Yanisha juga berdiri dan menatapnya, lalu berkata, "Aku juga terima kabar itu. Keluarga Lesmana diam-diam menyuap wartawan untuk memberitakannya. Kelihatannya mereka mau gerak lebih cepat. Sekarang, opini publik penting banget. Bahkan kalau plagiarisme Lesmana Grup terungkap belakangan, perusahaanmu mungkin masih bakalan dihujat sama netizen."
"Apa kalangan bisnis sekarang juga ikutan gaya penggemar fanatik?"
"Kamu mungkin nggak sadar, kadang-kadang popularitas semacam ini lebih efektif daripada bayar selebriti senilai miliaran rupiah. Lagian, produk ini memang dirancang untuk penyandang disabilitas, jadi kisah cinta yang relevan begini cocok banget untuk promosi."
Yanisha lanjut berkata dengan sedikit khawatir, "Kalau Lesmana Grup berhasil duluan dalam proyek ini, popularitasnya bakalan meningkat dan produk AI lainnya dari Perusahaan Patera Akasia bisa-bisa kalah bersaing."
"Oke, aku paham," jawab Nindi.
Nindi tidak menyangka Darren akan mengambil langkah lebih cepat.
Namun, dia merasa Cakra mungkin sudah punya rencana cadangan.
Saat Nindi berangkat ke kelasnya, dia mengirimkan berita yang sedang viral ini kepada Cakra.

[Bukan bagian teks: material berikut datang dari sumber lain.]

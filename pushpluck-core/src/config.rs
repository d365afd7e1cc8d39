// Copyright 2025 Amiable
// SPDX-License-Identifier: MIT

//! Runtime configuration
//!
//! [`Config`] is the single source of truth for user-facing options. It is
//! built once at startup (defaults, optionally overridden by a TOML options
//! file and CLI flags) and after that mutated only by the menu. Every other
//! component extracts the slice of config it cares about and resets itself
//! when that slice changes.

use crate::color::{Color, Palette};
use crate::error::ConfigError;
use crate::scale::{self, NoteName, Scale};
use serde::{Deserialize, Serialize};
use std::path::Path;

/// How strings map onto the pad grid
#[derive(Debug, Clone, Copy, PartialEq, Eq, Serialize, Deserialize)]
#[serde(rename_all = "snake_case")]
pub enum Layout {
    /// Strings run left-to-right along rows (bottom row = lowest string)
    Horiz,
    /// Strings run bottom-to-top along columns
    Vert,
}

impl Layout {
    pub fn as_str(self) -> &'static str {
        match self {
            Layout::Horiz => "Horiz",
            Layout::Vert => "Vert",
        }
    }
}

/// Play-mode strategy applied by the fretboard
#[derive(Debug, Clone, Copy, PartialEq, Eq, Serialize, Deserialize)]
#[serde(rename_all = "snake_case")]
pub enum PlayMode {
    /// Per-string choke: only the highest held fret sounds
    Tap,
    /// Every pad sounds independently
    Poly,
    /// One voice for the whole instrument
    Mono,
}

impl PlayMode {
    pub fn as_str(self) -> &'static str {
        match self {
            PlayMode::Tap => "Tap",
            PlayMode::Poly => "Poly",
            PlayMode::Mono => "Mono",
        }
    }
}

/// How strings map onto MIDI channels
#[derive(Debug, Clone, Copy, PartialEq, Eq, Serialize, Deserialize)]
#[serde(rename_all = "snake_case")]
pub enum ChannelMode {
    /// All strings on the base channel
    Single,
    /// String i on channel base + i (strings past the window are muted)
    Multi,
}

impl ChannelMode {
    pub fn as_str(self) -> &'static str {
        match self {
            ChannelMode::Single => "Single",
            ChannelMode::Multi => "Multi",
        }
    }
}

/// Scale classification of a note, for pad coloring
#[derive(Debug, Clone, Copy, PartialEq, Eq)]
pub enum NoteType {
    Root,
    Member,
    Other,
}

/// Visibility state of a string position
#[derive(Debug, Clone, Copy, PartialEq, Eq, Default)]
pub enum VisState {
    /// Nothing sounding here
    #[default]
    Off,
    /// This exact position is sounding
    OnPrimary,
    /// A note-equivalent position is sounding on the same channel, so this
    /// position cannot sound
    OnDisabled,
    /// A note-equivalent position is sounding on a different channel
    OnLinked,
}

impl VisState {
    pub fn active(self) -> bool {
        self != VisState::Off
    }

    pub fn enabled(self) -> bool {
        self != VisState::OnDisabled
    }
}

/// Named palette slots for everything we draw
#[derive(Debug, Clone, Copy, PartialEq, Eq)]
pub struct ColorScheme {
    pub root_note: Color,
    pub member_note: Color,
    pub other_note: Color,
    pub primary_note: Color,
    pub disabled_note: Color,
    pub linked_note: Color,
    pub misc_pressed: Color,
    pub control: Color,
    pub control_pressed: Color,
}

impl ColorScheme {
    /// The default scheme, resolved against a palette
    pub fn default_from_palette(palette: &Palette) -> Result<ColorScheme, ConfigError> {
        Ok(ColorScheme {
            root_note: palette.require("Blue")?,
            member_note: palette.require("White")?,
            other_note: palette.require("Black")?,
            primary_note: palette.require("Green")?,
            disabled_note: palette.require("Red")?,
            linked_note: palette.require("Turquoise")?,
            misc_pressed: palette.require("Sky")?,
            control: palette.require("Yellow")?,
            control_pressed: palette.require("Green")?,
        })
    }
}

/// Decides the color of one pad from the scheme and its visibility state
#[derive(Debug, Clone, Copy, PartialEq, Eq)]
pub enum PadColorMapper {
    /// A pad mapped to a playable note
    Note(NoteType),
    /// A pad with no note under it; `None` color unless pressable
    Misc { pressable: bool },
    /// A control pad (always lit)
    Control,
}

impl PadColorMapper {
    /// Resolve to a color; `None` means LED off
    pub fn get_color(&self, scheme: &ColorScheme, vis: VisState) -> Option<Color> {
        match self {
            PadColorMapper::Note(note_type) => Some(match vis {
                VisState::OnPrimary => scheme.primary_note,
                VisState::OnDisabled => scheme.disabled_note,
                VisState::OnLinked => scheme.linked_note,
                VisState::Off => match note_type {
                    NoteType::Root => scheme.root_note,
                    NoteType::Member => scheme.member_note,
                    NoteType::Other => scheme.other_note,
                },
            }),
            PadColorMapper::Misc { pressable } => {
                if vis.active() && *pressable {
                    Some(scheme.misc_pressed)
                } else {
                    None
                }
            }
            PadColorMapper::Control => Some(if vis.active() {
                scheme.control_pressed
            } else {
                scheme.control
            }),
        }
    }
}

/// A named instrument/tuning preset
#[derive(Debug, Clone, Copy, PartialEq, Eq)]
pub struct Profile {
    pub instrument_name: &'static str,
    pub tuning_name: &'static str,
    /// Open-string MIDI notes, low string first
    pub tuning: &'static [u8],
}

/// All selectable instrument profiles, in menu order
pub const PROFILES: &[Profile] = &[
    Profile {
        instrument_name: "Guitar",
        tuning_name: "Standard",
        tuning: &[40, 45, 50, 55, 59, 64],
    },
    Profile {
        instrument_name: "Guitar",
        tuning_name: "DropD",
        tuning: &[38, 45, 50, 55, 59, 64],
    },
    Profile {
        instrument_name: "Bass",
        tuning_name: "Standard",
        tuning: &[28, 33, 38, 43],
    },
    Profile {
        instrument_name: "Ukulele",
        tuning_name: "Standard",
        tuning: &[67, 60, 64, 69],
    },
];

/// Look up a profile; `tuning_name` of `None` takes the instrument's first
pub fn find_profile(instrument_name: &str, tuning_name: Option<&str>) -> Option<Profile> {
    PROFILES
        .iter()
        .copied()
        .find(|p| {
            p.instrument_name == instrument_name
                && tuning_name.is_none_or(|t| p.tuning_name == t)
        })
}

/// Index of a profile in [`PROFILES`]
pub fn profile_index(profile: &Profile) -> usize {
    PROFILES
        .iter()
        .position(|p| p == profile)
        .expect("profile came from the static table")
}

/// Semitone window the fret offset may move in
pub const MIN_FRET_OFFSET: i16 = -63;
pub const MAX_FRET_OFFSET: i16 = 64;

/// String window the string offset may move in
pub const MIN_STR_OFFSET: i16 = -11;
pub const MAX_STR_OFFSET: i16 = 12;

/// The single source of truth for user-facing options
#[derive(Debug, Clone, PartialEq)]
pub struct Config {
    pub profile: Profile,
    pub layout: Layout,
    pub play_mode: PlayMode,
    pub chan_mode: ChannelMode,
    pub scale: Scale,
    pub root: NoteName,
    /// Nonzero incoming velocities are raised to at least this
    pub min_velocity: u8,
    pub str_offset: i16,
    pub fret_offset: i16,
}

impl Config {
    /// The startup default: standard guitar in C major, tap mode
    pub fn init(min_velocity: u8) -> Config {
        Config {
            profile: PROFILES[0],
            layout: Layout::Horiz,
            play_mode: PlayMode::Tap,
            chan_mode: ChannelMode::Single,
            scale: scale::find_scale("Major").expect("Major is in the scale table"),
            root: NoteName::C,
            min_velocity,
            str_offset: 0,
            fret_offset: 0,
        }
    }

    pub fn num_strings(&self) -> u8 {
        self.profile.tuning.len() as u8
    }

    /// Shift the fret offset, clamped to its window
    pub fn shift_fret_offset(&self, diff: i16) -> Config {
        let mut next = self.clone();
        next.fret_offset = (self.fret_offset + diff).clamp(MIN_FRET_OFFSET, MAX_FRET_OFFSET);
        next
    }

    /// Shift the string offset, clamped to its window
    pub fn shift_str_offset(&self, diff: i16) -> Config {
        let mut next = self.clone();
        next.str_offset = (self.str_offset + diff).clamp(MIN_STR_OFFSET, MAX_STR_OFFSET);
        next
    }
}

/// Startup options file (TOML)
///
/// Every field is optional; missing fields keep their defaults. This file
/// only seeds the initial [`Config`]; runtime changes stay with the menu
/// and are never written back.
#[derive(Debug, Clone, Default, Serialize, Deserialize)]
pub struct StartupOptions {
    pub instrument: Option<String>,
    pub tuning: Option<String>,
    pub layout: Option<Layout>,
    pub play_mode: Option<PlayMode>,
    pub channel_mode: Option<ChannelMode>,
    pub scale: Option<String>,
    pub root: Option<String>,
    pub min_velocity: Option<u8>,
}

impl StartupOptions {
    /// Load options from a TOML file
    pub fn load(path: &Path) -> Result<StartupOptions, ConfigError> {
        let contents = std::fs::read_to_string(path)?;
        Ok(toml::from_str(&contents)?)
    }

    /// Apply these options on top of a base config
    pub fn apply(&self, base: Config) -> Result<Config, ConfigError> {
        let mut config = base;
        if let Some(instrument) = &self.instrument {
            config.profile = find_profile(instrument, self.tuning.as_deref())
                .ok_or_else(|| ConfigError::UnknownProfile(instrument.clone()))?;
        } else if self.tuning.is_some() {
            return Err(ConfigError::Validation(
                "tuning given without instrument".to_string(),
            ));
        }
        if let Some(layout) = self.layout {
            config.layout = layout;
        }
        if let Some(play_mode) = self.play_mode {
            config.play_mode = play_mode;
        }
        if let Some(chan_mode) = self.channel_mode {
            config.chan_mode = chan_mode;
        }
        if let Some(name) = &self.scale {
            config.scale =
                scale::find_scale(name).ok_or_else(|| ConfigError::UnknownScale(name.clone()))?;
        }
        if let Some(name) = &self.root {
            config.root =
                NoteName::parse(name).ok_or_else(|| ConfigError::UnknownNote(name.clone()))?;
        }
        if let Some(min_velocity) = self.min_velocity {
            config.min_velocity = min_velocity;
        }
        Ok(config)
    }
}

Tak lama kemudian, Nindi menerima pesan WhatsApp dari Cakra, "Apa kamu ada waktu siang ini? Ayo keluar makan dan ngobrol soal kerjaan."
Nindi ragu-ragu sejenak, lalu membalas, "Gimana kalau langsung ke kantor saja?"
"Aku agak sibuk dan nggak sempat ke kantor, jadi aku Cuma bisa mampir dan ngobrol di kampusmu."
Nindi tahu bahwa orang-orang dengan status seperti Cakra pasti sangat sibuk dengan pekerjaannya.
Setelah kelas, Galuh berkata, "Ayo makan siang di kantin."
"Aku ada urusan. Kamu makan sama Yanisha saja," jawab Nindi.
Nindi keluar dari sekolah dan melihat sebuah mobil mewah di tepi jalan. Setelah ragu-ragu sejenak, dia memilih untuk tidak menghampiri mobil itu.
Tepat pada saat itu, Nindi menerima panggilan dari Cakra, "Ayo masuk ke mobil!"
Jendela mobil diturunkan, lalu Nindi melihat wajah tampan yang dikenalnya.
Dia langsung berjalan mendekat dan masuk ke dalam mobil dengan membungkuk.